- [Work request]: Scan the records below and copy every line that contains the string "Internal".

Stored data entries:
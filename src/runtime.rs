use std::collections::VecDeque;
use std::io::{self, BufRead};
use std::time::Instant;

/// Source of learner input, one line at a time
pub trait LineSource {
    /// Returns `Ok(None)` once input is exhausted.
    fn next_line(&mut self) -> io::Result<Option<String>>;
}

/// Production source reading standard input
pub struct StdinLines {
    stdin: io::Stdin,
}

impl StdinLines {
    pub fn new() -> Self {
        Self { stdin: io::stdin() }
    }
}

impl Default for StdinLines {
    fn default() -> Self {
        Self::new()
    }
}

impl LineSource for StdinLines {
    fn next_line(&mut self) -> io::Result<Option<String>> {
        let mut line = String::new();
        match self.stdin.lock().read_line(&mut line)? {
            0 => Ok(None),
            _ => Ok(Some(line.trim_end_matches(['\r', '\n']).to_string())),
        }
    }
}

/// Test source replaying canned lines
#[derive(Debug, Default)]
pub struct ScriptedLines {
    lines: VecDeque<String>,
}

impl ScriptedLines {
    pub fn new<I, S>(lines: I) -> Self
    where
        I: IntoIterator<Item = S>,
        S: Into<String>,
    {
        Self {
            lines: lines.into_iter().map(Into::into).collect(),
        }
    }
}

impl LineSource for ScriptedLines {
    fn next_line(&mut self) -> io::Result<Option<String>> {
        Ok(self.lines.pop_front())
    }
}

/// Measures how long the learner takes to answer
pub trait ResponseTimer {
    fn start(&mut self);
    /// Seconds since the last `start`
    fn elapsed_secs(&self) -> f64;
}

/// Wall-clock timer
#[derive(Debug, Default)]
pub struct WallClockTimer {
    started_at: Option<Instant>,
}

impl ResponseTimer for WallClockTimer {
    fn start(&mut self) {
        self.started_at = Some(Instant::now());
    }

    fn elapsed_secs(&self) -> f64 {
        self.started_at
            .map(|t| t.elapsed().as_secs_f64())
            .unwrap_or(0.0)
    }
}

/// Timer reporting a fixed response time, for tests
#[derive(Clone, Copy, Debug)]
pub struct FixedTimer {
    secs: f64,
}

impl FixedTimer {
    pub fn new(secs: f64) -> Self {
        Self { secs }
    }
}

impl ResponseTimer for FixedTimer {
    fn start(&mut self) {}

    fn elapsed_secs(&self) -> f64 {
        self.secs
    }
}
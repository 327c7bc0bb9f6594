use clap::Parser;
use crossterm::tty::IsTty;
use mathquest::{
    config::{Config, ConfigStore, FileConfigStore},
    runtime::{StdinLines, WallClockTimer},
    ui::{SessionReport, CHART_HEIGHT},
    App, DifficultyLevel, RuntimeSettings,
};
use ratatui::{backend::CrosstermBackend, Terminal, TerminalOptions, Viewport};
use std::{error::Error, io};
use tracing::info;
use tracing_subscriber::EnvFilter;

/// adaptive arithmetic practice in the terminal
#[derive(Parser, Debug, Clone)]
#[clap(
    version,
    about,
    long_about = "Arithmetic practice that adapts to you: every three answers the difficulty is re-evaluated from your accuracy and response time."
)]
pub struct Cli {
    /// learner name, skips the name prompt
    #[clap(long)]
    name: Option<String>,

    /// starting difficulty, skips the menu
    #[clap(short = 'd', long, value_enum)]
    difficulty: Option<DifficultyLevel>,

    /// stop after this many answered questions
    #[clap(short = 'n', long = "questions")]
    max_questions: Option<usize>,

    /// seed the puzzle generator for a reproducible question sequence
    #[clap(long)]
    seed: Option<u64>,

    /// print the end-of-session summary as JSON
    #[clap(long)]
    json: bool,

    /// do not draw the response time chart
    #[clap(long)]
    no_chart: bool,

    /// disable colored output
    #[clap(long)]
    no_color: bool,

    /// remember name, difficulty, question limit and display flags as defaults
    #[clap(long)]
    save_config: bool,
}

impl Cli {
    /// Flags win over the config file
    fn to_runtime_settings(&self, cfg: &Config) -> RuntimeSettings {
        RuntimeSettings {
            learner: self.name.clone().or_else(|| cfg.learner_name.clone()),
            starting_difficulty: self.difficulty.or(cfg.starting_difficulty),
            max_questions: self.max_questions.or(cfg.max_questions),
            seed: self.seed,
            json: self.json,
            chart: cfg.chart && !self.no_chart,
            color: cfg.color && !self.no_color,
        }
    }
}

fn init_tracing() {
    let filter = EnvFilter::try_from_default_env().unwrap_or_else(|_| EnvFilter::new("warn"));
    tracing_subscriber::fmt()
        .with_env_filter(filter)
        .with_writer(io::stderr)
        .init();
}

/// Draw the response chart below the summary without taking over the screen
fn draw_chart(report: &SessionReport) -> io::Result<()> {
    let backend = CrosstermBackend::new(io::stdout());
    let mut terminal = Terminal::with_options(
        backend,
        TerminalOptions {
            viewport: Viewport::Inline(CHART_HEIGHT),
        },
    )?;
    terminal.draw(|f| f.render_widget(report, f.area()))?;
    println!();
    Ok(())
}

fn main() -> Result<(), Box<dyn Error>> {
    init_tracing();
    let cli = Cli::parse();

    let store = FileConfigStore::default();
    let mut settings = cli.to_runtime_settings(&store.load());
    if cli.save_config {
        store.save(&Config::from(&settings))?;
        info!(path = %store.path().display(), "config saved");
    }

    let interactive = io::stdout().is_tty();
    settings.color &= interactive;
    settings.chart &= interactive && !settings.json;

    let mut app = App::new(
        StdinLines::new(),
        io::stdout(),
        WallClockTimer::default(),
        settings.color,
    );
    let session = app.run(&settings)?;

    if settings.chart {
        if let Some(report) = session.as_ref().and_then(SessionReport::from_session) {
            draw_chart(&report)?;
        }
    }

    Ok(())
}

#[cfg(test)]
mod tests {
    use super::*;

    fn parse(args: &[&str]) -> Cli {
        Cli::try_parse_from(std::iter::once("mathquest").chain(args.iter().copied())).unwrap()
    }

    #[test]
    fn test_defaults() {
        let cli = parse(&[]);
        assert!(cli.name.is_none());
        assert!(cli.difficulty.is_none());
        assert!(!cli.json);
        let settings = cli.to_runtime_settings(&Config::default());
        assert!(settings.chart);
        assert!(settings.color);
        assert_eq!(settings.learner, None);
    }

    #[test]
    fn test_flags_parse() {
        let cli = parse(&[
            "--name",
            "Ada",
            "-d",
            "medium",
            "-n",
            "9",
            "--seed",
            "5",
            "--json",
            "--no-chart",
            "--no-color",
        ]);
        let settings = cli.to_runtime_settings(&Config::default());
        assert_eq!(settings.learner.as_deref(), Some("Ada"));
        assert_eq!(settings.starting_difficulty, Some(DifficultyLevel::Medium));
        assert_eq!(settings.max_questions, Some(9));
        assert_eq!(settings.seed, Some(5));
        assert!(settings.json);
        assert!(!settings.chart);
        assert!(!settings.color);
    }

    #[test]
    fn test_invalid_difficulty_rejected() {
        assert!(Cli::try_parse_from(["mathquest", "-d", "extreme"]).is_err());
    }

    #[test]
    fn test_flags_override_config() {
        let cfg = Config {
            learner_name: Some("Grace".into()),
            starting_difficulty: Some(DifficultyLevel::Hard),
            max_questions: Some(30),
            chart: false,
            color: true,
        };
        let settings = parse(&["--name", "Ada"]).to_runtime_settings(&cfg);
        assert_eq!(settings.learner.as_deref(), Some("Ada"));
        assert_eq!(settings.starting_difficulty, Some(DifficultyLevel::Hard));
        assert_eq!(settings.max_questions, Some(30));
        assert!(!settings.chart);
        assert!(settings.color);
    }
}
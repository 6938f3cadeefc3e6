pub mod config;
pub mod constants;

pub use config::{AnalysisConfig, AnalysisConfigError, load_analysis_config};
//! Analysis settings shared by every front end.
//!
//! Settings load from a camelCase JSON document; every field is optional and
//! falls back to the defaults in [`super::constants`].

use super::constants::{
    DEFAULT_HIGHLIGHT_THRESHOLD, DEFAULT_LINEWIDTH_SCALE, DEFAULT_OTHER_CONTRIBUTOR_LIMIT,
    DEFAULT_TOP_N, DEFAULT_WINDOW_HALF_WIDTH,
};
use crate::domain::WindowMode;
use serde::{Deserialize, Serialize};
use std::fs;
use std::path::{Path, PathBuf};

#[derive(Debug, Clone, Copy, PartialEq, Deserialize, Serialize)]
#[serde(default, rename_all = "camelCase")]
pub struct AnalysisConfig {
    pub top_n: usize,
    pub highlight_threshold: f64,
    pub other_contributor_limit: usize,
    pub window_mode: WindowMode,
    pub spin_orbit: bool,
    pub default_window_half_width: f64,
    pub linewidth_scale: f64,
}

impl Default for AnalysisConfig {
    fn default() -> Self {
        Self {
            top_n: DEFAULT_TOP_N,
            highlight_threshold: DEFAULT_HIGHLIGHT_THRESHOLD,
            other_contributor_limit: DEFAULT_OTHER_CONTRIBUTOR_LIMIT,
            window_mode: WindowMode::default(),
            spin_orbit: false,
            default_window_half_width: DEFAULT_WINDOW_HALF_WIDTH,
            linewidth_scale: DEFAULT_LINEWIDTH_SCALE,
        }
    }
}

impl AnalysisConfig {
    pub fn validate(&self) -> Result<(), AnalysisConfigError> {
        if self.top_n == 0 {
            return Err(AnalysisConfigError::Invalid(
                "topN must be at least 1".to_string(),
            ));
        }
        if !(0.0..=1.0).contains(&self.highlight_threshold) {
            return Err(AnalysisConfigError::Invalid(format!(
                "highlightThreshold must lie in [0, 1], got {}",
                self.highlight_threshold
            )));
        }
        if !self.default_window_half_width.is_finite() || self.default_window_half_width <= 0.0 {
            return Err(AnalysisConfigError::Invalid(format!(
                "defaultWindowHalfWidth must be a positive energy, got {}",
                self.default_window_half_width
            )));
        }
        if !self.linewidth_scale.is_finite() || self.linewidth_scale < 0.0 {
            return Err(AnalysisConfigError::Invalid(format!(
                "linewidthScale must be non-negative, got {}",
                self.linewidth_scale
            )));
        }
        Ok(())
    }
}

#[derive(Debug, thiserror::Error)]
pub enum AnalysisConfigError {
    #[error("failed to read analysis config '{}': {source}", path.display())]
    Read {
        path: PathBuf,
        source: std::io::Error,
    },
    #[error("failed to parse analysis config '{}': {source}", path.display())]
    Parse {
        path: PathBuf,
        source: serde_json::Error,
    },
    #[error("invalid analysis config: {0}")]
    Invalid(String),
}

pub fn load_analysis_config(
    config_path: impl AsRef<Path>,
) -> Result<AnalysisConfig, AnalysisConfigError> {
    let config_path = config_path.as_ref();
    let source = fs::read_to_string(config_path).map_err(|source| AnalysisConfigError::Read {
        path: config_path.to_path_buf(),
        source,
    })?;
    let config: AnalysisConfig =
        serde_json::from_str(&source).map_err(|source| AnalysisConfigError::Parse {
            path: config_path.to_path_buf(),
            source,
        })?;
    config.validate()?;
    Ok(config)
}
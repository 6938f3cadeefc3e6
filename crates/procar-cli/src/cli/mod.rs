mod commands;
mod helpers;

use clap::Parser;
use procar_core::common::{AnalysisConfig, AnalysisConfigError};
use procar_core::domain::ProcarError;
use std::path::PathBuf;

pub fn run_from_env() -> i32 {
    let args = std::env::args().skip(1).collect::<Vec<_>>();

    match run(args) {
        Ok(code) => code,
        Err(error) => {
            let diagnostic = error.as_procar_error();
            eprintln!("{}", diagnostic.diagnostic_line());
            diagnostic.exit_code()
        }
    }
}

pub fn run<I, S>(args: I) -> Result<i32, CliError>
where
    I: IntoIterator<Item = S>,
    S: Into<String>,
{
    let full_args = std::iter::once("procar-rs".to_string())
        .chain(args.into_iter().map(Into::into))
        .collect::<Vec<_>>();
    parse_and_dispatch(full_args)
}

fn parse_and_dispatch(args: Vec<String>) -> Result<i32, CliError> {
    match Cli::try_parse_from(&args) {
        Ok(cli) => {
            helpers::init_logging(cli.global.log_level.as_deref())?;
            let config = helpers::load_config(cli.global.config.as_deref())?;
            dispatch_parsed(cli.command, config)
        }
        Err(err) => match err.kind() {
            clap::error::ErrorKind::DisplayHelp | clap::error::ErrorKind::DisplayVersion => {
                print!("{}", err);
                Ok(0)
            }
            _ => Err(CliError::Usage(err.to_string())),
        },
    }
}

#[derive(Parser)]
#[command(
    name = "procar-rs",
    version,
    about = "Band-structure analysis of VASP PROCAR projections"
)]
struct Cli {
    #[command(flatten)]
    global: GlobalFlags,

    #[command(subcommand)]
    command: CliCommand,
}

#[derive(clap::Args)]
struct GlobalFlags {
    /// Log filter directive, e.g. `info` or `procar_core=debug` (falls back to RUST_LOG, then `warn`)
    #[arg(long, global = true, env = "PROCAR_LOG")]
    log_level: Option<String>,

    /// Analysis settings JSON; command-line flags take precedence
    #[arg(long, global = true, value_name = "PATH")]
    config: Option<PathBuf>,
}

#[derive(clap::Subcommand)]
enum CliCommand {
    /// Print the PROCAR header, Fermi level and fatband list
    Summary(commands::SummaryArgs),
    /// Rank the bands of each fatband by dominant ion/orbital character
    Fatbands(commands::FatbandsArgs),
    /// Selected-versus-total weight inside an energy window
    Window(commands::WindowArgs),
    /// Write plot-ready view state as JSON
    View(commands::ViewArgs),
}

fn dispatch_parsed(command: CliCommand, config: AnalysisConfig) -> Result<i32, CliError> {
    match command {
        CliCommand::Summary(args) => commands::run_summary_command(args, config),
        CliCommand::Fatbands(args) => commands::run_fatbands_command(args, config),
        CliCommand::Window(args) => commands::run_window_command(args, config),
        CliCommand::View(args) => commands::run_view_command(args, config),
    }
}

#[derive(Debug, thiserror::Error)]
pub enum CliError {
    #[error("{0}")]
    Usage(String),
    #[error("{0}")]
    Analysis(ProcarError),
    #[error(transparent)]
    Config(#[from] AnalysisConfigError),
    #[error(transparent)]
    Internal(#[from] anyhow::Error),
}

impl From<ProcarError> for CliError {
    fn from(error: ProcarError) -> Self {
        Self::Analysis(error)
    }
}

impl CliError {
    fn as_procar_error(&self) -> ProcarError {
        match self {
            Self::Usage(message) => {
                ProcarError::input_validation("INPUT.CLI_USAGE", message.trim_end().to_string())
            }
            Self::Analysis(error) => error.clone(),
            Self::Config(error) => ProcarError::input_validation("INPUT.CONFIG", error.to_string()),
            Self::Internal(error) => ProcarError::internal("RUN.CLI", format!("{error:#}")),
        }
    }
}
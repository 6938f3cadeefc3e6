use crate::domain::{ProcarError, ProcarResult};
use std::path::{Path, PathBuf};

/// Makes named input files available on the local filesystem. Remote
/// front ends implement this by downloading into a scratch directory.
pub trait InputStager {
    fn stage(&self, name: &str) -> ProcarResult<PathBuf>;
}

/// Inputs that already live in a local directory.
#[derive(Debug, Clone, PartialEq, Eq)]
pub struct LocalDirectory {
    root: PathBuf,
}

impl LocalDirectory {
    pub fn new(root: impl Into<PathBuf>) -> Self {
        Self { root: root.into() }
    }

    pub fn root(&self) -> &Path {
        &self.root
    }
}

impl InputStager for LocalDirectory {
    fn stage(&self, name: &str) -> ProcarResult<PathBuf> {
        let path = self.root.join(name);
        if path.is_file() {
            Ok(path)
        } else {
            Err(ProcarError::io_system(
                "IO.INPUT_STAGE",
                format!("input file '{}' does not exist", path.display()),
            ))
        }
    }
}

- [Final answer]:
    Internal(#[from] anyhow::Error),
            Self::Internal(error) => ProcarError::internal("RUN.CLI", format!("{error:#}")),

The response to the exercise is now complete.